§ **Data for the task**:
◇ ◇ ◇

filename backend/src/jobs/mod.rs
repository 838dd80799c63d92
// Background Jobs
//
// Recurring tasks that drive workflow ticks. Tasks are scheduled using
// tokio-cron-scheduler and run automatically at the configured interval.

pub mod scheduler;
pub mod workflow_task;

pub use scheduler::{CronTaskScheduler, JobError, JobResult, ManualTaskScheduler, ScheduledTask, TaskOutcome, TaskScheduler};
pub use workflow_task::{task_name, workflow_task};
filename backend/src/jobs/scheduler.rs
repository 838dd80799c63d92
// Job Scheduler - Recurring-task primitive that drives per-workflow ticks

use async_trait::async_trait;
use futures::future::BoxFuture;
use std::collections::{BTreeMap, HashMap};
use std::sync::Arc;
use std::time::Duration;
use thiserror::Error;
use tokio::sync::RwLock;
use tokio_cron_scheduler::{Job, JobScheduler as TokioScheduler, JobSchedulerError};
use tracing::{error, info, warn};
use uuid::Uuid;

use crate::error::WorkflowError;

#[derive(Error, Debug)]
pub enum JobError {
    #[error("Scheduler error: {0}")]
    SchedulerError(#[from] JobSchedulerError),
    #[error("Configuration error: {0}")]
    ConfigError(String),
}

pub type JobResult<T> = Result<T, JobError>;

impl From<JobError> for WorkflowError {
    fn from(err: JobError) -> Self {
        WorkflowError::Scheduler(err.to_string())
    }
}

/// Returned by a task run; `Cancel` deregisters the task
#[derive(Debug, Clone, Copy, PartialEq, Eq)]
pub enum TaskOutcome {
    Continue,
    Cancel,
}

pub type ScheduledTask = Arc<dyn Fn() -> BoxFuture<'static, TaskOutcome> + Send + Sync>;

#[async_trait]
pub trait TaskScheduler: Send + Sync {
    /// Registers `task` to run every `interval` under `name`. Returns true when
    /// an existing task with that name was replaced.
    async fn register(&self, name: &str, interval: Duration, task: ScheduledTask) -> JobResult<bool>;
    async fn unregister(&self, name: &str) -> JobResult<bool>;
    async fn is_registered(&self, name: &str) -> bool;
}

/// tokio-cron-scheduler backed implementation
pub struct CronTaskScheduler {
    scheduler: TokioScheduler,
    jobs: Arc<RwLock<HashMap<String, Uuid>>>,
}

impl CronTaskScheduler {
    pub async fn new() -> JobResult<Self> {
        let scheduler = TokioScheduler::new().await?;

        Ok(Self {
            scheduler,
            jobs: Arc::new(RwLock::new(HashMap::new())),
        })
    }

    pub async fn start(&self) -> JobResult<()> {
        info!("Starting workflow task scheduler");
        self.scheduler.start().await?;
        Ok(())
    }

    pub async fn shutdown(&self) -> JobResult<()> {
        info!("Shutting down workflow task scheduler");
        let mut scheduler = self.scheduler.clone();
        scheduler.shutdown().await?;
        self.jobs.write().await.clear();
        Ok(())
    }

    pub async fn registered(&self) -> Vec<String> {
        let mut names: Vec<String> = self.jobs.read().await.keys().cloned().collect();
        names.sort();
        names
    }
}

#[async_trait]
impl TaskScheduler for CronTaskScheduler {
    async fn register(&self, name: &str, interval: Duration, task: ScheduledTask) -> JobResult<bool> {
        if interval.is_zero() {
            return Err(JobError::ConfigError(format!("task {} needs a non-zero interval", name)));
        }

        let jobs = self.jobs.clone();
        let job_name = name.to_string();

        let job = Job::new_repeated_async(interval, move |uuid, scheduler| {
            let task = task.clone();
            let jobs = jobs.clone();
            let job_name = job_name.clone();

            Box::pin(async move {
                if task().await == TaskOutcome::Cancel {
                    warn!("Task {} cancelled itself; deregistering", job_name);

                    let mut jobs = jobs.write().await;
                    if jobs.get(&job_name) == Some(&uuid) {
                        jobs.remove(&job_name);
                    }
                    drop(jobs);

                    if let Err(e) = scheduler.remove(&uuid).await {
                        error!("Failed to remove task {}: {}", job_name, e);
                    }
                }
            })
        })?;

        let mut jobs = self.jobs.write().await;
        let replaced = match jobs.remove(name) {
            Some(previous) => {
                self.scheduler.remove(&previous).await?;
                true
            }
            None => false,
        };

        let uuid = self.scheduler.add(job).await?;
        jobs.insert(name.to_string(), uuid);

        info!("Registered task {} every {:?}", name, interval);
        Ok(replaced)
    }

    async fn unregister(&self, name: &str) -> JobResult<bool> {
        let removed = self.jobs.write().await.remove(name);
        match removed {
            Some(uuid) => {
                self.scheduler.remove(&uuid).await?;
                info!("Unregistered task {}", name);
                Ok(true)
            }
            None => Ok(false),
        }
    }

    async fn is_registered(&self, name: &str) -> bool {
        self.jobs.read().await.contains_key(name)
    }
}

/// Scheduler whose tasks only run when fired explicitly
#[derive(Default)]
pub struct ManualTaskScheduler {
    tasks: RwLock<BTreeMap<String, (Duration, ScheduledTask)>>,
}

impl ManualTaskScheduler {
    pub fn new() -> Self {
        Self::default()
    }

    /// Runs the named task once. `None` when it is not registered.
    pub async fn fire(&self, name: &str) -> Option<TaskOutcome> {
        let task = self.tasks.read().await.get(name).map(|(_, task)| task.clone())?;
        let outcome = task().await;

        if outcome == TaskOutcome::Cancel {
            let mut tasks = self.tasks.write().await;
            if tasks.get(name).is_some_and(|(_, current)| Arc::ptr_eq(current, &task)) {
                tasks.remove(name);
            }
        }
        Some(outcome)
    }

    pub async fn fire_all(&self) -> Vec<(String, TaskOutcome)> {
        let names: Vec<String> = self.tasks.read().await.keys().cloned().collect();
        let mut outcomes = Vec::with_capacity(names.len());
        for name in names {
            if let Some(outcome) = self.fire(&name).await {
                outcomes.push((name, outcome));
            }
        }
        outcomes
    }

    pub async fn interval(&self, name: &str) -> Option<Duration> {
        self.tasks.read().await.get(name).map(|(interval, _)| *interval)
    }

    pub async fn registered(&self) -> Vec<String> {
        self.tasks.read().await.keys().cloned().collect()
    }
}

#[async_trait]
impl TaskScheduler for ManualTaskScheduler {
    async fn register(&self, name: &str, interval: Duration, task: ScheduledTask) -> JobResult<bool> {
        Ok(self
            .tasks
            .write()
            .await
            .insert(name.to_string(), (interval, task))
            .is_some())
    }

    async fn unregister(&self, name: &str) -> JobResult<bool> {
        Ok(self.tasks.write().await.remove(name).is_some())
    }

    async fn is_registered(&self, name: &str) -> bool {
        self.tasks.read().await.contains_key(name)
    }
}
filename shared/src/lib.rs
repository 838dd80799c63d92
use chrono::{DateTime, Utc};
use serde::{Deserialize, Serialize};
use std::collections::BTreeMap;
use uuid::Uuid;

// ===== Admin wire representations =====

/// Workflow definition as accepted and returned by the admin API.
#[derive(Debug, Clone, Serialize, Deserialize, PartialEq)]
#[serde(rename_all = "camelCase")]
pub struct WorkflowRepresentation {
    #[serde(default, skip_serializing_if = "Option::is_none")]
    pub id: Option<Uuid>,
    pub name: String,
    #[serde(default = "default_enabled")]
    pub enabled: bool,
    /// Triggering event, e.g. `resource-created`
    #[serde(default = "default_trigger")]
    pub on: String,
    #[serde(default = "default_resource_type")]
    pub resource_type: String,
    #[serde(default)]
    pub steps: Vec<StepRepresentation>,
    #[serde(default)]
    pub conditions: Vec<ConditionRepresentation>,
    #[serde(default, skip_serializing_if = "Option::is_none")]
    pub batch_size: Option<u32>,
}

#[derive(Debug, Clone, Serialize, Deserialize, PartialEq)]
#[serde(rename_all = "camelCase")]
pub struct StepRepresentation {
    #[serde(rename = "type")]
    pub step_type: String,
    /// Delay relative to the previous step, e.g. `5d`, `12h`, `30m`
    #[serde(default, alias = "afterDuration", skip_serializing_if = "Option::is_none")]
    pub after: Option<String>,
    #[serde(default, skip_serializing_if = "BTreeMap::is_empty")]
    pub config: BTreeMap<String, serde_json::Value>,
}

#[derive(Debug, Clone, Serialize, Deserialize, PartialEq)]
#[serde(rename_all = "camelCase")]
pub struct ConditionRepresentation {
    #[serde(rename = "type")]
    pub condition_type: String,
    #[serde(default, skip_serializing_if = "Option::is_none")]
    pub parameter: Option<String>,
    #[serde(default, skip_serializing_if = "BTreeMap::is_empty")]
    pub config: BTreeMap<String, serde_json::Value>,
}

/// Pending work for one resource in one workflow
#[derive(Debug, Clone, Serialize, Deserialize, PartialEq)]
#[serde(rename_all = "camelCase")]
pub struct ScheduledStepRepresentation {
    pub resource_id: Uuid,
    pub workflow_id: Uuid,
    pub step_position: u32,
    pub step_type: String,
    pub due_at: DateTime<Utc>,
}

#[derive(Debug, Clone, Default, Serialize, Deserialize, PartialEq)]
#[serde(rename_all = "camelCase")]
pub struct TickReportRepresentation {
    pub paused: bool,
    pub bound: u32,
    pub claimed: u32,
    pub dispatched: u32,
    pub skipped: u32,
    pub failed: u32,
}

/// Lifecycle notification delivered by the host's event bus.
#[derive(Debug, Clone, Serialize, Deserialize, PartialEq)]
#[serde(tag = "type", rename_all = "kebab-case", rename_all_fields = "camelCase")]
pub enum ResourceEventRepresentation {
    ResourceCreated {
        realm_id: Uuid,
        #[serde(default = "default_resource_type")]
        resource_type: String,
        resource_id: Uuid,
    },
    ResourceUpdated {
        realm_id: Uuid,
        #[serde(default = "default_resource_type")]
        resource_type: String,
        resource_id: Uuid,
    },
    ResourceRemoved {
        realm_id: Uuid,
        #[serde(default = "default_resource_type")]
        resource_type: String,
        resource_id: Uuid,
    },
    RealmRemoved {
        realm_id: Uuid,
    },
}

fn default_enabled() -> bool {
    true
}

fn default_trigger() -> String {
    "resource-created".to_string()
}

fn default_resource_type() -> String {
    "users".to_string()
}

// ===== Persistence rows =====

#[cfg_attr(feature = "sqlx", derive(sqlx::FromRow))]
#[derive(Debug, Clone, Serialize, Deserialize)]
pub struct RealmRecord {
    pub id: Uuid,
    pub name: String,
    pub enabled: bool,
}

#[cfg_attr(feature = "sqlx", derive(sqlx::FromRow))]
#[derive(Debug, Clone, Serialize, Deserialize)]
pub struct UserRecord {
    pub id: Uuid,
    pub realm_id: Uuid,
    pub username: String,
    pub email: Option<String>,
    pub enabled: bool,
    pub created_at: DateTime<Utc>,
}

#[cfg_attr(feature = "sqlx", derive(sqlx::FromRow))]
#[derive(Debug, Clone, Serialize, Deserialize)]
pub struct WorkflowRecord {
    pub id: Uuid,
    pub realm_id: Uuid,
    pub name: String,
    pub enabled: bool,
    pub trigger_event: String,
    pub resource_type: String,
    pub steps: serde_json::Value, // Vec<StepRepresentation>
    pub conditions: serde_json::Value, // Vec<ConditionRepresentation>
    pub batch_size: i32,
    pub created_at: DateTime<Utc>,
    pub updated_at: Option<DateTime<Utc>>,
}

#[cfg_attr(feature = "sqlx", derive(sqlx::FromRow))]
#[derive(Debug, Clone, Serialize, Deserialize)]
pub struct WorkflowStateRecord {
    pub resource_id: Uuid,
    pub workflow_id: Uuid,
    pub realm_id: Uuid,
    pub resource_type: String,
    pub step_position: i32,
    pub scheduled_at: DateTime<Utc>,
    pub bound_at: DateTime<Utc>,
    pub terminal: bool,
}
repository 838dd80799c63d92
mod properties;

◇ ◇ ◇

§ **Exercise goal**:
Copy out each line of the data that has the word "collections" in it.

§ **Answer box**:
use std::collections::{BTreeMap, HashMap};
use std::collections::BTreeMap;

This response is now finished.